For the rest of the meeting, Dr. Mellors was a rock star. There was always a crowd around him, congratulating him and asking him for details on the study. A few months later, the study was reported in Science. More buzz. This set off an arms race amongst the diagnostic companies to push the sensitivity lower. Roche adopted a centrifugation method developed at Chiron (by yours truly) for concentrating the virus, pushing their test to 50 copies / mL. A few months later, Chiron introduced a 50 copy ultrasensitive test of their own. Both tests eventually won FDA approval, though Roche’s was significantly ahead of Chiron’s.

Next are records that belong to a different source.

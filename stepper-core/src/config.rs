/// Delay between two phase rows. 28BYJ-48 stalls much below this.
pub const STEP_DELAY_MS: u32 = 2;

/// Button sampling period, also used while waiting for a release.
pub const POLL_INTERVAL_MS: u32 = 10;

/// Rest between the two halves of an autonomous back-and-forth.
pub const REVERSE_PAUSE_MS: u32 = 400;

#[derive(Debug, PartialEq, Eq, Copy, Clone)]
pub enum InputMode {
    /// Two active-low push-buttons request one revolution each.
    Buttons,
    /// No input, alternate revolutions forever.
    Autonomous,
}

/// One deployment of the engine. Both boards share the sequencing code and
/// only differ in these numbers.
#[derive(Debug, PartialEq, Eq, Copy, Clone)]
pub struct DriveConfig {
    pub steps_per_revolution: u32,
    pub step_delay_ms: u32,
    pub poll_interval_ms: u32,
    pub reverse_pause_ms: u32,
    pub input_mode: InputMode,
}

impl DriveConfig {
    pub const BUTTON_PANEL: Self = Self {
        steps_per_revolution: 512,
        step_delay_ms: STEP_DELAY_MS,
        poll_interval_ms: POLL_INTERVAL_MS,
        reverse_pause_ms: REVERSE_PAUSE_MS,
        input_mode: InputMode::Buttons,
    };

    pub const AUTONOMOUS: Self = Self {
        steps_per_revolution: 1024,
        step_delay_ms: STEP_DELAY_MS,
        poll_interval_ms: POLL_INTERVAL_MS,
        reverse_pause_ms: REVERSE_PAUSE_MS,
        input_mode: InputMode::Autonomous,
    };

    pub const fn with_input_mode(self, input_mode: InputMode) -> Self {
        Self { input_mode, ..self }
    }

    pub const fn with_steps_per_revolution(self, steps_per_revolution: u32) -> Self {
        Self {
            steps_per_revolution,
            ..self
        }
    }
}

impl Default for DriveConfig {
    fn default() -> Self {
        Self::BUTTON_PANEL
    }
}
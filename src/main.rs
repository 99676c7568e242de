#![no_std]
#![no_main]

use assign_resources::assign_resources;
use embassy_executor::{Executor, Spawner};
use embassy_futures::select::{Either, select};
use embassy_rp::{
    bind_interrupts,
    gpio::{Input, Level, Output, Pull},
    peripherals::{self, USB as pUSB},
};
use embassy_time::{Delay, Duration, Ticker};
use panic_probe as _;
use static_cell::StaticCell;
use stepper_core::{DriveConfig, DriveError, DriveLoop, InputMode, InputPolicy, Uln2003};

mod receiver;

use receiver::{START_SIGNAL, STOP_SIGNAL};

#[cfg(not(feature = "autonomous"))]
const CONFIG: DriveConfig = DriveConfig::BUTTON_PANEL;
#[cfg(feature = "autonomous")]
const CONFIG: DriveConfig = DriveConfig::AUTONOMOUS;

static EXECUTOR0: StaticCell<Executor> = StaticCell::new();

type Motor = Uln2003<Output<'static>, Delay>;
type Buttons = InputPolicy<Input<'static>>;

bind_interrupts!(struct Irqs {
    USBCTRL_IRQ => embassy_rp::usb::InterruptHandler<pUSB>;
});

assign_resources! {
    usb: UsbResources {
        usb: USB,
        led: PIN_25,
    }

    // ULN2003 inputs, wired in reverse order
    motor: MotorResources {
        in4: PIN_0,
        in3: PIN_1,
        in2: PIN_2,
        in1: PIN_3,
    }

    buttons: ButtonResources {
        cw: PIN_4,
        ccw: PIN_5,
    }
}

#[cortex_m_rt::entry]
fn main() -> ! {
    let p = embassy_rp::init(Default::default());
    let r = split_resources!(p);

    let executor0 = EXECUTOR0.init(Executor::new());
    executor0.run(move |spawner| spawner.spawn(core0_main(r, spawner)).unwrap());
}

#[embassy_executor::task]
async fn core0_main(r: AssignedResources, spawner: Spawner) {
    let usb_driver = embassy_rp::usb::Driver::new(r.usb.usb, Irqs);
    spawner.spawn(receiver::usb_comm_task(usb_driver)).unwrap();
    spawner.spawn(drive_task(r.motor, r.buttons)).unwrap();

    let mut led = Output::new(r.usb.led, Level::Low);

    let mut ticker = Ticker::every(Duration::from_millis(500));
    loop {
        led.toggle();

        ticker.next().await;
    }
}

#[embassy_executor::task]
async fn drive_task(m: MotorResources, b: ButtonResources) {
    let coils = [
        Output::new(m.in4, Level::Low),
        Output::new(m.in3, Level::Low),
        Output::new(m.in2, Level::Low),
        Output::new(m.in1, Level::Low),
    ];
    let mut motor: Motor = Uln2003::new(coils, Delay, CONFIG.step_delay_ms);

    let mut buttons: Option<Buttons> = match CONFIG.input_mode {
        InputMode::Buttons => Some(InputPolicy::new(
            Input::new(b.cw, Pull::Up),
            Input::new(b.ccw, Pull::Up),
            &CONFIG,
        )),
        InputMode::Autonomous => None,
    };

    log::info!("Drive mode: {:?}", CONFIG.input_mode);

    loop {
        match motor.initialize_io() {
            Ok(()) => {
                let outcome = select(drive(&mut motor, buttons.as_mut()), STOP_SIGNAL.wait()).await;

                match outcome {
                    Either::First(Ok(())) => {}
                    Either::First(Err(e)) => {
                        log::error!("Drive failed: {}", e);
                    }
                    Either::Second(()) => {
                        log::info!("Motion stopped at step {}", motor.position());
                    }
                }
            }
            Err(e) => {
                log::error!("Coil init failed: {}", e);
            }
        }

        if let Err(e) = motor.release() {
            log::error!("Coil release failed: {}", e);
        }

        START_SIGNAL.reset();
        START_SIGNAL.wait().await;
        STOP_SIGNAL.reset();
        log::info!("Motion resumed");
    }
}

async fn drive(motor: &mut Motor, buttons: Option<&mut Buttons>) -> Result<(), DriveError> {
    match buttons {
        Some(buttons) => buttons.run(motor).await,
        None => DriveLoop::new(&CONFIG).run(motor).await,
    }
}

Meanwhile, drug companies raced furiously to show that their drug was better at keeping viral loads below detection. Eventually triple combination drug cocktails solved the problem of resistance, keeping the viral load down to a manageable level. Blood banks eventually adopt a version of the viral load assays to screen the blood supply, as molecular tests could detect the presence of virus weeks earlier than the traditional antibody screening tests. The disease, though not cured, was at least under control. Long-term survival became a reality for thousands of HIV (+) patients.
There have been a lot of significant diagnostic tests in the past, but it’s hard to imagine one that had more of an immediate impact on healthcare than the HIV viral load tests. The pace with which new therapies hit the market, and the subsequent innovations in patient management, would be difficult to imagine without the HIV viral load test. And this is why the test deserves a place in our Diagnostic Hall of Fame.